[Dataset entries]
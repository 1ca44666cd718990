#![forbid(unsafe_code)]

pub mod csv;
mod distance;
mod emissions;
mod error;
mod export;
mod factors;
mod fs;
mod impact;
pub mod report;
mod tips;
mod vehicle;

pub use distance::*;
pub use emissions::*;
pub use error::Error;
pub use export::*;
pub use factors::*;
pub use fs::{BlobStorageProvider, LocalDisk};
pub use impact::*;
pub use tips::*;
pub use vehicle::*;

---

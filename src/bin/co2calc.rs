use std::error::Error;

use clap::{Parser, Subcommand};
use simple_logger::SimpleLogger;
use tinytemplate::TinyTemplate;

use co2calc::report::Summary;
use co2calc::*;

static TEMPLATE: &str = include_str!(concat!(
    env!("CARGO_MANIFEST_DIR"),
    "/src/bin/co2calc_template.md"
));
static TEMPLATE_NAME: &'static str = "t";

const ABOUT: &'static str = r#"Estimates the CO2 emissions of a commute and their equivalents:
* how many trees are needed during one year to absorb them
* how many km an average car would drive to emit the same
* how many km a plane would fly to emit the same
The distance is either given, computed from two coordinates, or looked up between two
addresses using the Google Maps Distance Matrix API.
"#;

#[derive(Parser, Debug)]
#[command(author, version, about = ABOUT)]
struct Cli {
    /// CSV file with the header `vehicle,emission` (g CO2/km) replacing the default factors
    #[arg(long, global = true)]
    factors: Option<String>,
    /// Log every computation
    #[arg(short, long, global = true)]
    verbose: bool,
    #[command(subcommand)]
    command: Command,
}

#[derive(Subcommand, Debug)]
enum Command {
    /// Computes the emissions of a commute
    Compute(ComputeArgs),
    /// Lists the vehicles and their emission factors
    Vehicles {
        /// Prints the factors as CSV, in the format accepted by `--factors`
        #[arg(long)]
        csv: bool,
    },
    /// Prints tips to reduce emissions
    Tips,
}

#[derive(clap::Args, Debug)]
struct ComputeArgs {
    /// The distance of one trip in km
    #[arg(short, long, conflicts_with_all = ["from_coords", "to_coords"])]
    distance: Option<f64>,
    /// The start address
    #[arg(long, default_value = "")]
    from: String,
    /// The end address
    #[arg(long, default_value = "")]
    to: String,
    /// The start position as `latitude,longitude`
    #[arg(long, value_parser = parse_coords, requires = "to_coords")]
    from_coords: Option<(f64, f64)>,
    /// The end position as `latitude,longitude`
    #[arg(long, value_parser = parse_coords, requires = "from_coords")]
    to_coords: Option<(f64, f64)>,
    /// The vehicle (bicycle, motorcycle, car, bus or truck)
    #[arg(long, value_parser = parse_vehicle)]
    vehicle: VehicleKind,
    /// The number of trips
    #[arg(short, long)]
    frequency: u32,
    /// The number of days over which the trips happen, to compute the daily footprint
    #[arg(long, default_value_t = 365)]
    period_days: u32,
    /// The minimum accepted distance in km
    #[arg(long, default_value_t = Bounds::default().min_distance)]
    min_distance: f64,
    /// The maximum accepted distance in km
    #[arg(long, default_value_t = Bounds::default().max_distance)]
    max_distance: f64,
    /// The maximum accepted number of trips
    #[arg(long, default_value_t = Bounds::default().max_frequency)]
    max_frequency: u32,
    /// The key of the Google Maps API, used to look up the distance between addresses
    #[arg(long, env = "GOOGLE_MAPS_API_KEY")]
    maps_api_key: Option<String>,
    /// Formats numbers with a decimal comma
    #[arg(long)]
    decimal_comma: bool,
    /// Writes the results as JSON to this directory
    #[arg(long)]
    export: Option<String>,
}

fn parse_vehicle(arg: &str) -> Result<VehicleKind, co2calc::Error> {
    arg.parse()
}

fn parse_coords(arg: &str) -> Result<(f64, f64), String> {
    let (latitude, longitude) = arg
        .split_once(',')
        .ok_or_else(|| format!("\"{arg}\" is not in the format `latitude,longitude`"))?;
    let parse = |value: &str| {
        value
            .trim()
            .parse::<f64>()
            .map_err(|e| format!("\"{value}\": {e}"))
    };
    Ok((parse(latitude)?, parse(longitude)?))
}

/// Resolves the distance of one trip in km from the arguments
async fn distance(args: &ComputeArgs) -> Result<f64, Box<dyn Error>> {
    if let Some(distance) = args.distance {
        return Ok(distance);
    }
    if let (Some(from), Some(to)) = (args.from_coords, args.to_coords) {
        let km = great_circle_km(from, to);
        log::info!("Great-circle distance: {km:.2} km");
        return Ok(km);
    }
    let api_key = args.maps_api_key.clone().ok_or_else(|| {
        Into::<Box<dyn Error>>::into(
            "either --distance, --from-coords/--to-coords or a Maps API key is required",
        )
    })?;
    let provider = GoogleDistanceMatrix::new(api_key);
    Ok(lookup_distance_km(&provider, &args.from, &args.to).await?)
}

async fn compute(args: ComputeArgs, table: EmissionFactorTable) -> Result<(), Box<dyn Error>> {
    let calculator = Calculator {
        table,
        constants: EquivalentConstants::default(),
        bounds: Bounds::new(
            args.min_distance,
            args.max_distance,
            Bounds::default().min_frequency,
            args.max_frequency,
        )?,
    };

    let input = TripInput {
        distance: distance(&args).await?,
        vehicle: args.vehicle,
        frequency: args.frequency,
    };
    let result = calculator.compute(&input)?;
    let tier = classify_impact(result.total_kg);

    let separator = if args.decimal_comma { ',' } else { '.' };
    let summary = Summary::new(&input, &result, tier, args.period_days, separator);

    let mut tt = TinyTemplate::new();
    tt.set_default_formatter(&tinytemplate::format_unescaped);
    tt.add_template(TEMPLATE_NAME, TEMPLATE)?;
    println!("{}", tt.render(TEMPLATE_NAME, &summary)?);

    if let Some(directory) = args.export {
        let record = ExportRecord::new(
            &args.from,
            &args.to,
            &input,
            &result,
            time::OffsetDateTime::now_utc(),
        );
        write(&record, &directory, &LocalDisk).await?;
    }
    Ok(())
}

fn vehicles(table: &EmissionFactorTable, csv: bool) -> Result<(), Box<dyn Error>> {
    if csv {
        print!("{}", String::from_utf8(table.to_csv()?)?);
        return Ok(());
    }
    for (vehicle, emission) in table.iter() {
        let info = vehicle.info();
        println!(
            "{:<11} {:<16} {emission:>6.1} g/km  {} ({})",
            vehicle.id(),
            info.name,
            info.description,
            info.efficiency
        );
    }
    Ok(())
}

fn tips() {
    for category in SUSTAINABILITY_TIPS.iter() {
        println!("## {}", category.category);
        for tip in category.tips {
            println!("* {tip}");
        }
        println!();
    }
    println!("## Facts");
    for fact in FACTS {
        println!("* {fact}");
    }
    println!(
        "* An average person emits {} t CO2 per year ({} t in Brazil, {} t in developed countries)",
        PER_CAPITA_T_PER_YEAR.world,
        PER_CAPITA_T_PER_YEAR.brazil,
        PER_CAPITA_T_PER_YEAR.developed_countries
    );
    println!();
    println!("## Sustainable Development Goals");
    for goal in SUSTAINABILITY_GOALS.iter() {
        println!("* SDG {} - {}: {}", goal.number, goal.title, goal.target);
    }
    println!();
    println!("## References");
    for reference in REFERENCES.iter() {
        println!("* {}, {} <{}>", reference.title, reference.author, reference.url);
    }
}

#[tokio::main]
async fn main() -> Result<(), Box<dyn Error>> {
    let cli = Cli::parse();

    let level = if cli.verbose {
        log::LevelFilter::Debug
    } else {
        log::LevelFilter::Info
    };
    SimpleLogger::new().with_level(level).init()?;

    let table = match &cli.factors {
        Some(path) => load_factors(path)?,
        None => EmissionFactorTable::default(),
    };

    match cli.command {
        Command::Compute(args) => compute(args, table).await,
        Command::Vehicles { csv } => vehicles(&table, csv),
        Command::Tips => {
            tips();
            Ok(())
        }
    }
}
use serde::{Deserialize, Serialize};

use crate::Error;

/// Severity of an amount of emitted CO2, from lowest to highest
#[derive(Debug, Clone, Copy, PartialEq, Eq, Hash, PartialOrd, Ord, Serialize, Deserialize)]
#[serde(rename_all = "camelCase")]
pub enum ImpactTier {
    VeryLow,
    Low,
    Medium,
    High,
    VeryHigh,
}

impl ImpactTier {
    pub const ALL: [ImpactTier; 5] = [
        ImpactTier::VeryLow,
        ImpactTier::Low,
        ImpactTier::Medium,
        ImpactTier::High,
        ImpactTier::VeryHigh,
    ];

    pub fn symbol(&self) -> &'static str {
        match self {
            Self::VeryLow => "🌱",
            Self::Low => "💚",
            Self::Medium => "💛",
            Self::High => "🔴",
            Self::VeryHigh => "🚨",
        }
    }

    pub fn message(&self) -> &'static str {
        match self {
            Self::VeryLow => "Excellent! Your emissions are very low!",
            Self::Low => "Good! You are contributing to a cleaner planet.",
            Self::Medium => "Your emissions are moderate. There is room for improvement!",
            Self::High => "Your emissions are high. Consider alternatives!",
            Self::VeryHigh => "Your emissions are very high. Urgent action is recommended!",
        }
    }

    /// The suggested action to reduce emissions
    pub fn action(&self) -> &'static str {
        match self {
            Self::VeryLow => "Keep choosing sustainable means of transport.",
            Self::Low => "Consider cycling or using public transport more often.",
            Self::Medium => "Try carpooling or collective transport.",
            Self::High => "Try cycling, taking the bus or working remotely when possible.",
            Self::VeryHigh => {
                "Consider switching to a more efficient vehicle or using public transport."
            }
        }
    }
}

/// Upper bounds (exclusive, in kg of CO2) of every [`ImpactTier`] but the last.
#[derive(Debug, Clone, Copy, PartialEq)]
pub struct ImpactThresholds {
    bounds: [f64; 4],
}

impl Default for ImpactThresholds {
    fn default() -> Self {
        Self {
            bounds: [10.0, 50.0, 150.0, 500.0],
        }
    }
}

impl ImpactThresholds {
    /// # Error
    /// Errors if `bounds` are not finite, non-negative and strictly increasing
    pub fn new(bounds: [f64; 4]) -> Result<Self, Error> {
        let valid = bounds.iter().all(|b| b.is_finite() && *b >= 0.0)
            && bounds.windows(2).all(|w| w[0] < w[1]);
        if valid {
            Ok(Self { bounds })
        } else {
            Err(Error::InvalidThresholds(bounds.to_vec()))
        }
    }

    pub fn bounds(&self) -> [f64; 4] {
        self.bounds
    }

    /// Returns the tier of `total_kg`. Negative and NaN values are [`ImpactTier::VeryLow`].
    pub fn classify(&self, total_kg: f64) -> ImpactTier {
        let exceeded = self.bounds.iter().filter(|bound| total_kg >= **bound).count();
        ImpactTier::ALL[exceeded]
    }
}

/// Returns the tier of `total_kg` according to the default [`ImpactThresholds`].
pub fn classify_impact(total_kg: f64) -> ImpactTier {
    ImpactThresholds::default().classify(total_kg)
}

▶ [EXERCISE AIM]: Please, from the entries above, set down exactly the lines from the one containing "repository 1ca44666cd718990" through the one containing "pub use vehicle::*;", and only those.

▶ [EXERCISE RESULT]:
repository 1ca44666cd718990
#![forbid(unsafe_code)]

pub mod csv;
mod distance;
mod emissions;
mod error;
mod export;
mod factors;
mod fs;
mod impact;
pub mod report;
mod tips;
mod vehicle;

pub use distance::*;
pub use emissions::*;
pub use error::Error;
pub use export::*;
pub use factors::*;
pub use fs::{BlobStorageProvider, LocalDisk};
pub use impact::*;
pub use tips::*;
pub use vehicle::*;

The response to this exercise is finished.